Biogen, Samsung and, with respect only to Section 2.4 and Section 3 (as applicable), the Company are hereinafter referred to each, individually, as a “Party” and, collectively, as the “Parties.” Capitalized terms used herein but not otherwise defined shall have the respective meanings ascribed to such terms in the Share Purchase Agreement (as defined below).
WHEREAS, Samsung and Biogen entered into the JVA for the purpose of development, manufacture, commercialization, distribution and sale of Products (as defined in the JVA) by the Company;
WHEREAS, as of the date hereof, pursuant to the terms and conditions of that certain Share Purchase Agreement, dated as of January 28, 2022, by and between Samsung and Biogen (the “Share Purchase Agreement”), Samsung has purchased from Biogen, and Biogen sold and transferred to Samsung, the Subject Shares; and
WHEREAS, Samsung and Biogen now wish to confirm termination of the JVA and to make the mutual releases provided for herein, in each case, effective as of the date hereof, all in accordance with, and subject to, the terms and conditions set forth herein.
NOW, THEREFORE, for and in consideration of the premises, the mutual covenants and agreements set forth herein and other good and valuable consideration, the receipt and sufficiency of which are hereby acknowledged and agreed, the Parties agree as follows:
Section 1.Termination of the Joint Venture Agreement.
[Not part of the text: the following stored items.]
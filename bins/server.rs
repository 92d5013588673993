use dotenvy::dotenv;
use tracing::{error, info};
use uuid::Uuid;

fn init_logging() {
    // load .env first so RUST_LOG / LOG_FORMAT apply
    dotenv().ok();
    common::utils::logging::init_logging_from_env();
    info!(service = "server", event = "logger_init", "tracing subscriber initialized");
}

fn main() -> std::process::ExitCode {
    init_logging();

    let service_id = Uuid::new_v4();
    let pid = std::process::id();
    let version = env!("CARGO_PKG_VERSION");

    std::panic::set_hook(Box::new({
        let service_id = service_id;
        move |info| {
            error!(
                service = "server",
                event = "panic",
                %service_id,
                pid,
                message = %info,
                "unhandled panic occurred"
            );
        }
    }));

    let cfg = match configs::AppConfig::load_and_validate() {
        Ok(cfg) => cfg,
        Err(e) => {
            error!(service = "server", event = "config_invalid", error = %e, "invalid configuration");
            return std::process::ExitCode::FAILURE;
        }
    };
    let worker_threads = cfg.server.worker_threads;

    let mut builder = tokio::runtime::Builder::new_multi_thread();
    builder.enable_all();
    if let Some(w) = worker_threads { builder.worker_threads(w); }

    let rt = match builder.build() {
        Ok(rt) => rt,
        Err(e) => {
            error!(service = "server", event = "runtime_build_failed", error = %e, "failed to build tokio runtime");
            return std::process::ExitCode::FAILURE;
        }
    };

    info!(
        service = "server",
        event = "start",
        %service_id,
        pid,
        version,
        threads = worker_threads.unwrap_or_default(),
        data_file = %cfg.storage.data_file.display(),
        "server service starting"
    );

    rt.block_on(async move {
        let server_task = tokio::spawn(async move {
            if let Err(e) = server::startup::run_with_config(cfg).await {
                error!(service = "server", event = "run_failed", error = %e, "server returned error");
                Err(e)
            } else {
                Ok(())
            }
        });

        tokio::select! {
            res = server_task => {
                match res {
                    Ok(Ok(())) => {
                        info!(service = "server", event = "stop", %service_id, pid, "server stopped normally");
                        std::process::ExitCode::SUCCESS
                    }
                    // already logged above
                    Ok(Err(_)) => std::process::ExitCode::FAILURE,
                    Err(e) => {
                        error!(service = "server", event = "task_join_error", error = %e, "server task join error");
                        std::process::ExitCode::FAILURE
                    }
                }
            }
            _ = tokio::signal::ctrl_c() => {
                // each persist is one rename; an interrupted request leaves the file intact
                info!(service = "server", event = "shutdown_signal", %service_id, pid, "received Ctrl+C, shutting down");
                std::process::ExitCode::SUCCESS
            }
        }
    })
}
1.1The JVA is hereby terminated by mutual agreement of the Parties under Section 17.1 of the JVA and by effect of Section 17.4, and shall be of no further force and effect. Notwithstanding Section 17.8 of the JVA, the following enumerated provisions of the JVA shall be the sole surviving provisions with continuing effect: Article 14 (Confidentiality) (other than Section 14.4 of the JVA) Section 18.1 (Governing Law); Section 20.2 (Assignability; Change of Control); Section 20.7 (Amendment); Section 20.8 (Unenforceable Terms); Section 20.9 (Non-Waiver), Section 20.12 (Disclaimer of Agency); Section 20.13 (Language); and Section 20.15 (Headings).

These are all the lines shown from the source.